15 unstable releases (3 breaking)
Uses new Rust 2024
| new 0.4.0 | Mar 16, 2026 |
|---|---|
| 0.3.2 | Feb 21, 2026 |
| 0.2.1 | Jan 22, 2026 |
| 0.1.9 | Jan 3, 2026 |
| 0.1.1 | Nov 30, 2025 |
#387 in Asynchronous
563 downloads per month
Used in 10 crates
(7 directly)
1MB
12K
SLoC
adk-model
LLM model integrations for Rust Agent Development Kit (ADK-Rust) with Gemini, OpenAI, xAI, Anthropic, DeepSeek, Groq, Ollama, Fireworks AI, Together AI, Mistral AI, Perplexity, Cerebras, SambaNova, Amazon Bedrock, and Azure AI Inference.
Overview
adk-model provides LLM integrations for the Rust Agent Development Kit (ADK-Rust). Supports all major providers:
- Gemini - Google's Gemini models (3 Pro, 3 Flash, 2.5 Pro, 2.5 Flash, etc.)
- OpenAI - GPT-5.1, GPT-5, GPT-5 Mini, GPT-4o (legacy)

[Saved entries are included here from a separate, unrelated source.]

//! Artwork proxy with an on-disk cache
//!
//! Displays ask for `/api/image?thumb=...`; the relay turns the Plex thumb
//! reference into a transcode URL, serves a cached copy when one is fresh,
//! and otherwise downloads and stores it under `{data}/image-cache/`.

use axum::extract::{Query, State};
use axum::http::{header, StatusCode};
use axum::response::{IntoResponse, Response};
use axum::Json;
use serde::Deserialize;
use std::io;
use std::path::{Path, PathBuf};
use std::time::{Duration, SystemTime};
use thiserror::Error;
use tracing::{debug, info, warn};

use crate::api::AppState;

const CACHE_SUBDIR: &str = "image-cache";
const DEFAULT_MAX_AGE: Duration = Duration::from_secs(7 * 24 * 60 * 60);
const DEFAULT_MAX_BYTES: u64 = 100 * 1024 * 1024;
const DEFAULT_DIMENSION: u32 = 1200;

#[derive(Debug, Error)]
enum ArtworkError {
    #[error("artwork request failed: {0}")]
    Http(#[from] reqwest::Error),
    #[error("artwork cache I/O failed: {0}")]
    Io(#[from] io::Error),
}

pub struct ArtworkCache {
    dir: PathBuf,
    http: reqwest::Client,
    max_age: Duration,
    max_bytes: u64,
}

impl ArtworkCache {
    pub fn new(data_dir: &Path, http: reqwest::Client) -> Self {
        Self {
            dir: data_dir.join(CACHE_SUBDIR),
            http,
            max_age: DEFAULT_MAX_AGE,
            max_bytes: DEFAULT_MAX_BYTES,
        }
    }

    pub fn with_limits(mut self, max_age: Duration, max_bytes: u64) -> Self {
        self.max_age = max_age;
        self.max_bytes = max_bytes;
        self
    }

    pub fn dir(&self) -> &Path {
        &self.dir
    }

    pub fn cache_path(&self, url: &str) -> PathBuf {
        self.dir.join(format!("{:x}.jpg", md5::compute(url.as_bytes())))
    }

    /// Image bytes for `url`, from cache or network; None on any failure
    pub async fn fetch(&self, url: &str) -> Option<Vec<u8>> {
        let path = self.cache_path(url);

        if let Some(bytes) = self.read_fresh(&path).await {
            debug!("Artwork cache hit: {}", path.display());
            return Some(bytes);
        }

        let bytes = match self.download(url).await {
            Ok(bytes) => bytes,
            Err(e) => {
                warn!("Failed to fetch artwork: {}", e);
                return None;
            }
        };

        if let Err(e) = self.store(&path, &bytes).await {
            warn!("Failed to cache artwork: {}", e);
        }
        Some(bytes)
    }

    async fn read_fresh(&self, path: &Path) -> Option<Vec<u8>> {
        let modified = tokio::fs::metadata(path).await.ok()?.modified().ok()?;
        let age = SystemTime::now()
            .duration_since(modified)
            .unwrap_or_default();

        if age >= self.max_age {
            debug!("Artwork cache entry expired: {}", path.display());
            if let Err(e) = tokio::fs::remove_file(path).await {
                debug!("Failed to remove expired artwork: {}", e);
            }
            return None;
        }

        tokio::fs::read(path).await.ok()
    }

    async fn download(&self, url: &str) -> Result<Vec<u8>, ArtworkError> {
        let response = self.http.get(url).send().await?.error_for_status()?;
        Ok(response.bytes().await?.to_vec())
    }

    async fn store(&self, path: &Path, bytes: &[u8]) -> Result<(), ArtworkError> {
        tokio::fs::create_dir_all(&self.dir).await?;
        tokio::fs::write(path, bytes).await?;
        let removed = self.evict().await?;
        if removed > 0 {
            info!("Evicted {} artwork cache file(s)", removed);
        }
        Ok(())
    }

    /// When the cache exceeds its size limit, delete oldest files until it is
    /// at 80% of the limit. Returns the number of files removed.
    pub async fn evict(&self) -> io::Result<usize> {
        let mut entries = Vec::new();
        let mut total: u64 = 0;

        let mut dir = tokio::fs::read_dir(&self.dir).await?;
        while let Some(entry) = dir.next_entry().await? {
            let meta = entry.metadata().await?;
            if !meta.is_file() {
                continue;
            }
            let modified = meta.modified().unwrap_or(SystemTime::UNIX_EPOCH);
            total += meta.len();
            entries.push((modified, meta.len(), entry.path()));
        }

        if total <= self.max_bytes {
            return Ok(0);
        }

        let target = self.max_bytes / 5 * 4;
        entries.sort_by_key(|(modified, _, _)| *modified);

        let mut removed = 0;
        for (_, size, path) in entries {
            if total <= target {
                break;
            }
            tokio::fs::remove_file(&path).await?;
            total = total.saturating_sub(size);
            removed += 1;
        }
        Ok(removed)
    }
}

#[derive(Debug, Deserialize)]
pub struct ImageQuery {
    pub thumb: Option<String>,
    pub width: Option<u32>,
    pub height: Option<u32>,
}

/// GET /api/image - proxied, cached artwork
pub async fn image_handler(
    State(state): State<AppState>,
    Query(params): Query<ImageQuery>,
) -> Response {
    let Some(thumb) = params.thumb.filter(|t| !t.is_empty()) else {
        return (
            StatusCode::BAD_REQUEST,
            Json(serde_json::json!({"error": "Missing thumb parameter"})),
        )
            .into_response();
    };

    let width = params.width.unwrap_or(DEFAULT_DIMENSION);
    let height = params.height.unwrap_or(DEFAULT_DIMENSION);

    let image = match state.plex.artwork_url(&thumb, width, height) {
        Some(url) => state.artwork.fetch(&url).await,
        None => None,
    };

    match image {
        Some(bytes) => ([(header::CONTENT_TYPE, "image/jpeg")], bytes).into_response(),
        None => (
            StatusCode::NOT_FOUND,
            Json(serde_json::json!({"error": "Image not found"})),
        )
            .into_response(),
    }
}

- xAI - Grok models through the OpenAI-compatible API
- Anthropic - Claude Opus 4.5, Claude Sonnet 4.5, Claude Haiku 4.5, Claude 4
- DeepSeek - DeepSeek R1, DeepSeek V3.1, DeepSeek-Chat with thinking mode
- Groq - Ultra-fast inference (LLaMA 3.3, Mixtral, Gemma)
- Ollama - Local LLMs (LLaMA, Mistral, Qwen, Gemma, etc.)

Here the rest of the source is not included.